▶ Directions for this task:
Only the lines of the data holding the string "Check" need to be returned.

Dataset records START

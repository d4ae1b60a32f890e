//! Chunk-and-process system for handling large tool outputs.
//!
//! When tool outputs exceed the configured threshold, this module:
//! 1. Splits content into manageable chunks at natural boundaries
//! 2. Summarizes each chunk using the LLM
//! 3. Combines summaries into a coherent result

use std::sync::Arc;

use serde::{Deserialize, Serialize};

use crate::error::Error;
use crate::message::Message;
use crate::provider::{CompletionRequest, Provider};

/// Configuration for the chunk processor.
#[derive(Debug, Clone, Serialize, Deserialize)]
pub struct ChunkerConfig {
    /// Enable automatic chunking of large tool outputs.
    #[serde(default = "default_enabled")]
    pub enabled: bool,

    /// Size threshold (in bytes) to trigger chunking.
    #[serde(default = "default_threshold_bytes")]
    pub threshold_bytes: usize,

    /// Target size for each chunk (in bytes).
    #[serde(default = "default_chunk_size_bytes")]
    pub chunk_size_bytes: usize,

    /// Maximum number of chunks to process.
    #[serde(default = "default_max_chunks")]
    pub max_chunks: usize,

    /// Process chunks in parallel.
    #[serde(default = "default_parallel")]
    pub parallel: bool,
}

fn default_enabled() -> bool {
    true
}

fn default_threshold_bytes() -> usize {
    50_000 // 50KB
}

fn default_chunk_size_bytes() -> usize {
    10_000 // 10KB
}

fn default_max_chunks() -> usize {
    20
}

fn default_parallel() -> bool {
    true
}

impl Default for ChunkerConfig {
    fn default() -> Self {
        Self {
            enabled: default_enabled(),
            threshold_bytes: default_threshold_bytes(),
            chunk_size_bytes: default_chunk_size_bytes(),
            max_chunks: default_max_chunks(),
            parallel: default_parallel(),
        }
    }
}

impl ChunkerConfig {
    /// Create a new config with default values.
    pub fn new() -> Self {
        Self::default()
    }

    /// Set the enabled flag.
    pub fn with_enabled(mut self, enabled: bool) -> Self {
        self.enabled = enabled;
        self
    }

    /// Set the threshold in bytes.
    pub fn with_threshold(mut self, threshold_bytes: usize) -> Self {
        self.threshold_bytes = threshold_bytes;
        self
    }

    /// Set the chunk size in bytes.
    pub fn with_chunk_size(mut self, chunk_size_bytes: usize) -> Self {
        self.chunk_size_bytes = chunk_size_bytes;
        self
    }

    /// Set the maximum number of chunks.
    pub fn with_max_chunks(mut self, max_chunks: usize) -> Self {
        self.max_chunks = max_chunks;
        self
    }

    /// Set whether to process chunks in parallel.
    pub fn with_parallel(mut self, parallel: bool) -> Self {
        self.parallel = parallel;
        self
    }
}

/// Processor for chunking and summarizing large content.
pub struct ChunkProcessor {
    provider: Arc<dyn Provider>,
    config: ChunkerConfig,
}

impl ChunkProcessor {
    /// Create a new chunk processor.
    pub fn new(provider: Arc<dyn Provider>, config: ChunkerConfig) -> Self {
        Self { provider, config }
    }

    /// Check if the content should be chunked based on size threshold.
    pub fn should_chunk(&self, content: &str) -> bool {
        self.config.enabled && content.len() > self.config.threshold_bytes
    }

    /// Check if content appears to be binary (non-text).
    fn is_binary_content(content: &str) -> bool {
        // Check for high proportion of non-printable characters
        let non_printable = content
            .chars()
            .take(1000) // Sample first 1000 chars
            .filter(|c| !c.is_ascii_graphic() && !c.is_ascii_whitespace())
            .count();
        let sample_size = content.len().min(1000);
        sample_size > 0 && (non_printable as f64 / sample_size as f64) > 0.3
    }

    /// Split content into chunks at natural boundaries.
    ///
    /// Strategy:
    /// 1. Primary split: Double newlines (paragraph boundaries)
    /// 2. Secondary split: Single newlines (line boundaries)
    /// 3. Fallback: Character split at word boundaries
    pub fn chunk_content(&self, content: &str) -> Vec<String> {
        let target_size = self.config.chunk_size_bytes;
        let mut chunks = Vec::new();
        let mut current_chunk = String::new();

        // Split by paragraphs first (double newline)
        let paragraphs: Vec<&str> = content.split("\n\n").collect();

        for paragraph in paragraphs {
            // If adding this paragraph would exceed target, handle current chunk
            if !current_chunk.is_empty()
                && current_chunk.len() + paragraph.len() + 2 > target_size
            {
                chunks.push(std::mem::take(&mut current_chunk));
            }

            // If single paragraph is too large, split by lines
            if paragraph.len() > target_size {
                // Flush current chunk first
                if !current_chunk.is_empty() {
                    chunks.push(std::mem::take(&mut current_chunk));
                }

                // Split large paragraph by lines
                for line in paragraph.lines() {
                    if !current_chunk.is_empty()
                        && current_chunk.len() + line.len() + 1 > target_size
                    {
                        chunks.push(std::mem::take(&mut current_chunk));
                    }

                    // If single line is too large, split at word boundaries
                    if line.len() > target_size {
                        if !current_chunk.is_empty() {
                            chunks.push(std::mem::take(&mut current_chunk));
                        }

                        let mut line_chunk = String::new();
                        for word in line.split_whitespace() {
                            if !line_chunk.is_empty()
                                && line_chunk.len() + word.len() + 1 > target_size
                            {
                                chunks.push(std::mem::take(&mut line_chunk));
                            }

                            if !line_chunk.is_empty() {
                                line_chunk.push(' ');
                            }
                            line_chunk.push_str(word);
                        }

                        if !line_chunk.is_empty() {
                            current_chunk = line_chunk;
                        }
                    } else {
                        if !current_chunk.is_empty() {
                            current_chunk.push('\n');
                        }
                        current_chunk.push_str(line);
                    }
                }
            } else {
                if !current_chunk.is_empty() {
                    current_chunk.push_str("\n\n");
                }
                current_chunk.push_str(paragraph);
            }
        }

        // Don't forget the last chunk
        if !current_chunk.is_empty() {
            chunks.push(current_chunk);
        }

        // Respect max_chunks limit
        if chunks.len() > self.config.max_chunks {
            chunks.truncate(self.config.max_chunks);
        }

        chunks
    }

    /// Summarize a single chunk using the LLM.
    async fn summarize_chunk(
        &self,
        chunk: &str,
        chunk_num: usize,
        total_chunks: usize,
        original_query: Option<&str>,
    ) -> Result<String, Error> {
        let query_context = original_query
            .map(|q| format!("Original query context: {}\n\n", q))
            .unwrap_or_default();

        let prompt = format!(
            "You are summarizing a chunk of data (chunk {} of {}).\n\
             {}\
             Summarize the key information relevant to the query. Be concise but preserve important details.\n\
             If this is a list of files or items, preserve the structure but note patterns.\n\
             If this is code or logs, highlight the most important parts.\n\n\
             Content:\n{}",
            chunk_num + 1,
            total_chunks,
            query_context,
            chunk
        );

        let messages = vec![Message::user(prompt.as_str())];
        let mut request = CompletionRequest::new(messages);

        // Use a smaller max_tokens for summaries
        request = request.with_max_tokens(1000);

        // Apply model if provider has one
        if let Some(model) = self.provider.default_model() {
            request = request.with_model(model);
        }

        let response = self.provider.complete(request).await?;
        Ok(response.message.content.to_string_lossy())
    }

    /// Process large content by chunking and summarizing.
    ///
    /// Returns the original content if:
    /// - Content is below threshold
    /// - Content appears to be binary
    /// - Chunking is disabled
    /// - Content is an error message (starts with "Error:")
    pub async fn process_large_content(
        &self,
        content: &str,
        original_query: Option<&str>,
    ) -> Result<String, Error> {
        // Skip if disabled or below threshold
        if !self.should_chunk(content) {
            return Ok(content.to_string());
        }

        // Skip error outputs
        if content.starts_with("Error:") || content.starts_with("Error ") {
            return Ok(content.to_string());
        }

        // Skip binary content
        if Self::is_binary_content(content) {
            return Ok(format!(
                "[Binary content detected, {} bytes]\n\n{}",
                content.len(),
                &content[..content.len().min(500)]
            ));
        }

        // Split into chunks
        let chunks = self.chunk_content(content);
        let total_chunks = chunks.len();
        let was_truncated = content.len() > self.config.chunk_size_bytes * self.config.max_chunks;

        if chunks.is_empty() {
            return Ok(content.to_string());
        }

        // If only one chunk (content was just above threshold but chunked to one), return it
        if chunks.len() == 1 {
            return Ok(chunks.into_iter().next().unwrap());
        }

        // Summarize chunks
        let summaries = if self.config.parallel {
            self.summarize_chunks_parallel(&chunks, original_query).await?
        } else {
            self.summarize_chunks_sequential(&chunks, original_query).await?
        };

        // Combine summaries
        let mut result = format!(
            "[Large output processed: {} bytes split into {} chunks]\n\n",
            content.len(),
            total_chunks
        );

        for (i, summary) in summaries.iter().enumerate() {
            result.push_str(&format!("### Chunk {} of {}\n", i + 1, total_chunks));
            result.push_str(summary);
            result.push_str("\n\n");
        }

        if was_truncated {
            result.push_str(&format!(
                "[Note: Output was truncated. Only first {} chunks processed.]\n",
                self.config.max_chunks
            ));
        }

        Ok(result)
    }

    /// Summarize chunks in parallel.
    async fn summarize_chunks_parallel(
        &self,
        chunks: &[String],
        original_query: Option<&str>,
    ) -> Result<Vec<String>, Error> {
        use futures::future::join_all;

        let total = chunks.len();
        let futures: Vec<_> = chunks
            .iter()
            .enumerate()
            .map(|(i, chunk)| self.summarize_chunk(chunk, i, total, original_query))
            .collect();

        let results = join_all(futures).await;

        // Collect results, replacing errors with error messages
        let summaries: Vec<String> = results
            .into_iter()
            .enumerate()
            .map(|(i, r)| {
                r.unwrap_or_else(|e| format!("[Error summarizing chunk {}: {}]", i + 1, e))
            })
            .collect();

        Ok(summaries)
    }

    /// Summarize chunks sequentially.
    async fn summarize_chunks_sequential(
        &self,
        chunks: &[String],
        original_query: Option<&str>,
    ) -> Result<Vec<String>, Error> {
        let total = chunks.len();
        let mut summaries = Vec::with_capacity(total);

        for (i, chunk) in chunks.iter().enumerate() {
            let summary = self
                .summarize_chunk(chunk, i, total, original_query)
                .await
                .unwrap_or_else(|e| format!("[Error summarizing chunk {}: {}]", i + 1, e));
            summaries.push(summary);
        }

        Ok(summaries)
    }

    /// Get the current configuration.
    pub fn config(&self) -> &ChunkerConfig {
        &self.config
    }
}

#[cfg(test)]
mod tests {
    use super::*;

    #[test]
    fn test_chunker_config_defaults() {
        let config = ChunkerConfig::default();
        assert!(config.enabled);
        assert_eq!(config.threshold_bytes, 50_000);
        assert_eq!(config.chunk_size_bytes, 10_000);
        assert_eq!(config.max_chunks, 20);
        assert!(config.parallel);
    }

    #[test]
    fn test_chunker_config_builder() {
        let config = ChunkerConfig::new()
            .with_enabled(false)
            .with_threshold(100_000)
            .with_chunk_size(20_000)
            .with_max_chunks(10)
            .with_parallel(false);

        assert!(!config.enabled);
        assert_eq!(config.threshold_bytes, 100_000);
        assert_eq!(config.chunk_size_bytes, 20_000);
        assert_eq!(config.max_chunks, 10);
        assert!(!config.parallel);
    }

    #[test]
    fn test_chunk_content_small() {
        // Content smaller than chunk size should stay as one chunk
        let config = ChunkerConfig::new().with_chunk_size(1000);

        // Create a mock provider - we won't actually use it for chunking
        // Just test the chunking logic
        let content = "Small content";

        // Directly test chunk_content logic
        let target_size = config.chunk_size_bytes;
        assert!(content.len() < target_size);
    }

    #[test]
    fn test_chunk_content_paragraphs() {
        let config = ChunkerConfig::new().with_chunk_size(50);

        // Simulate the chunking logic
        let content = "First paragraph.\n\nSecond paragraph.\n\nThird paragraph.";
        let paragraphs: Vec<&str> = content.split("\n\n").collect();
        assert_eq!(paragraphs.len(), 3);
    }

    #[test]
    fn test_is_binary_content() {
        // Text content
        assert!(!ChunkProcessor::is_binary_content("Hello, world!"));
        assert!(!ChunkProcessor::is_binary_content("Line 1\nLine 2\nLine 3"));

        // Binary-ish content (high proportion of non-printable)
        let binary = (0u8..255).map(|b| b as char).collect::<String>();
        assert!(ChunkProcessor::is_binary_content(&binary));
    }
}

Dataset records END

▶ Written response:
    /// Check if the content should be chunked based on size threshold.
    /// Check if content appears to be binary (non-text).
        // Check for high proportion of non-printable characters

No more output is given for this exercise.